PICO | Monday, 04 May, 10:52–10:54 (CEST)
 
PICO spot 2, PICO2.2
Personal weather station rainfall data for semi-distributed flood modelling: Feasibility and limitations
Ranka Kovačević1, Alessandro Ceppi2, Carlo De Michele2, Roberto Nebuloni3, and Andrijana Todorović4
Ranka Kovačević et al.
  • 1Department of Ecological engineering for soil and water resources protection, Faculty of Forestry, University of Belgrade, Belgrade, Serbia (ranka.eric@sfb.bg.ac.rs)
  • 2Department of Civil and Environmental Engineering (D.I.C.A.), Politecnico di Milano, Milano, Italy
  • 3National Research Council, Institute of Electronics, Computer and Telecommunication Engineering (CNR-IEIIT), Milan, Italy
  • 4Institute for Hydraulic and Environmental Engineering, Faculty of Civil Engineering, University of Belgrade, Belgrade, Serbia

Accurate representation of the spatial and temporal variability of precipitation is a fundamental requirement for reliable flood modelling, especially if semi-distributed/fully-distributed models are used. However, official rain gauge networks often exhibit limited spatial coverage and low density, leading to substantial uncertainty in the representation of rainfall at the sub-basin scale. Recently, opportunistic precipitation observations derived from personal weather stations (PWS) have attracted increasing attention as a potential complementary data source, offering unprecedented spatial coverage. At the same time, PWS networks are characterized by heterogeneous data quality, inconsistent maintenance, frequent outages, incomplete records, and a dynamically changing network structure. Despite the attention that PWS have gained, their applicability in hydrological modelling, especially within semi-distributed modelling frameworks, has been explored in only a limited number of studies.

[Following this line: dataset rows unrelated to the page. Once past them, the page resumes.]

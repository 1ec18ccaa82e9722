//! The fixed-size character grid
//!
//! Row-major storage of cells with clamped access: every coordinate is
//! forced into range before indexing, so out-of-range requests hit the
//! nearest edge cell instead of panicking. Erase helpers treat
//! out-of-range spans as empty ranges.

use super::cell::Cell;

/// One row of cells
#[derive(Debug, Clone, PartialEq, Eq)]
pub struct Line {
    cells: Vec<Cell>,
}

impl Line {
    fn new(cols: usize) -> Self {
        Self {
            cells: vec![Cell::default(); cols],
        }
    }

    pub fn cols(&self) -> usize {
        self.cells.len()
    }

    pub fn cells(&self) -> &[Cell] {
        &self.cells
    }

    fn clear(&mut self) {
        for cell in &mut self.cells {
            cell.erase();
        }
    }

    /// Erase columns `start..end`, clamped to the line width. An empty or
    /// fully out-of-range span does nothing.
    fn clear_cols(&mut self, start: usize, end: usize) {
        let end = end.min(self.cells.len());
        if start >= end {
            return;
        }
        for cell in &mut self.cells[start..end] {
            cell.erase();
        }
    }

    /// Printable text of the row with trailing blanks trimmed
    pub fn text(&self) -> String {
        let mut result = String::with_capacity(self.cells.len());
        for cell in &self.cells {
            result.push(cell.display_char());
        }
        result.trim_end().to_string()
    }
}

/// The character grid, fixed at construction
#[derive(Debug, Clone, PartialEq, Eq)]
pub struct Grid {
    rows: usize,
    cols: usize,
    lines: Vec<Line>,
}

impl Grid {
    /// Create an empty grid. Dimensions are clamped to at least 1x1.
    pub fn new(rows: usize, cols: usize) -> Self {
        let rows = rows.max(1);
        let cols = cols.max(1);
        Self {
            rows,
            cols,
            lines: (0..rows).map(|_| Line::new(cols)).collect(),
        }
    }

    pub fn rows(&self) -> usize {
        self.rows
    }

    pub fn cols(&self) -> usize {
        self.cols
    }

    /// Highest valid row index
    pub fn last_row(&self) -> usize {
        self.rows - 1
    }

    /// Highest valid column index
    pub fn last_col(&self) -> usize {
        self.cols - 1
    }

    pub fn clamp_row(&self, row: usize) -> usize {
        row.min(self.last_row())
    }

    pub fn clamp_col(&self, col: usize) -> usize {
        col.min(self.last_col())
    }

    pub fn line(&self, row: usize) -> &Line {
        &self.lines[self.clamp_row(row)]
    }

    pub fn cell(&self, row: usize, col: usize) -> &Cell {
        let col = self.clamp_col(col);
        &self.lines[self.clamp_row(row)].cells[col]
    }

    pub fn cell_mut(&mut self, row: usize, col: usize) -> &mut Cell {
        let row = self.clamp_row(row);
        let col = self.clamp_col(col);
        &mut self.lines[row].cells[col]
    }

    /// Erase columns `start..end` of one row
    pub fn clear_cols(&mut self, row: usize, start: usize, end: usize) {
        let row = self.clamp_row(row);
        self.lines[row].clear_cols(start, end);
    }

    /// Erase every cell of rows `start..end`. Out-of-range rows are
    /// skipped silently.
    pub fn clear_rows(&mut self, start: usize, end: usize) {
        let end = end.min(self.rows);
        if start >= end {
            return;
        }
        for line in &mut self.lines[start..end] {
            line.clear();
        }
    }

    /// Erase the whole grid
    pub fn clear_all(&mut self) {
        for line in &mut self.lines {
            line.clear();
        }
    }

    /// Shift every row up by one: row 0 is discarded and the new last
    /// row comes up empty.
    pub fn scroll_up(&mut self) {
        self.lines.rotate_left(1);
        self.lines[self.rows - 1].clear();
    }

    /// Printable text of one row with trailing blanks trimmed
    pub fn row_text(&self, row: usize) -> String {
        self.line(row).text()
    }

    pub fn iter_lines(&self) -> impl Iterator<Item = &Line> {
        self.lines.iter()
    }
}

This study evaluates the feasibility of PWS rainfall data for semi-distributed hydrological flood modelling and outlines the conditions under which their application is appropriate. The Lambro catchment in northern Italy is used as a case study. PWS rainfall observations obtained from the Meteonetwork platform (https://www.meteonetwork.it/, Giazzi et al., 2022) and official rainfall data provided by the Lombardy Regional Environmental Protection Agency (ARPA) are used in this study. Different PWS-based rainfall datasets are created: namely, raw PWS data (PWSraw), quality-controlled PWS data (PWSqc), and data from persistent PWS stations, implying those PWS that were active over all considered storm events (PWSqc_p), and their combinations with the ARPA observations (denoted by ARPA + PWSraw, ARPA + PWSqc, ARPA + PWSqc_p, respectively).

Each set is compared to the ARPA rain gauge measurements, which are used a reference dataset. The evaluation is performed by comparing rainfall features at the point- and sub-basin scales, as well as through semi-distributed hydrological flood simulations by analyzing the impact of the rainfall input on simulated peak discharge and timing of its occurrence, and runoff volume at the basin outlet. The hydrological modelling with every rainfall dataset is performed by using the semi-distributed model developed by Politecnico di Milano (Cazzaniga et al., 2022).

The results demonstrate that quality-controlled and persistent PWS datasets (PWSqc and PWSqc_p), as well as their combination with ARPA observations, generally enhance hydrological model performance. This indicates that PWS data can provide added value for semi-distributed flood modelling when appropriately controlled and integrated with reference datasets from the official networks.

 

References

Cazzaniga, G., De Michele, C., D’Amico, M., Deidda, C., Antonio Ghezzi, A., and Nebuloni, R.: Hydrological response of a peri-urban catchment exploiting conventional and unconventional rainfall observations:  the case study of Lambro Catchment, Hydrology and Earth Sysem. Sciences, 26, 2093–2111, https://doi.org/10.5194/hess-26-2093-2022, 2022.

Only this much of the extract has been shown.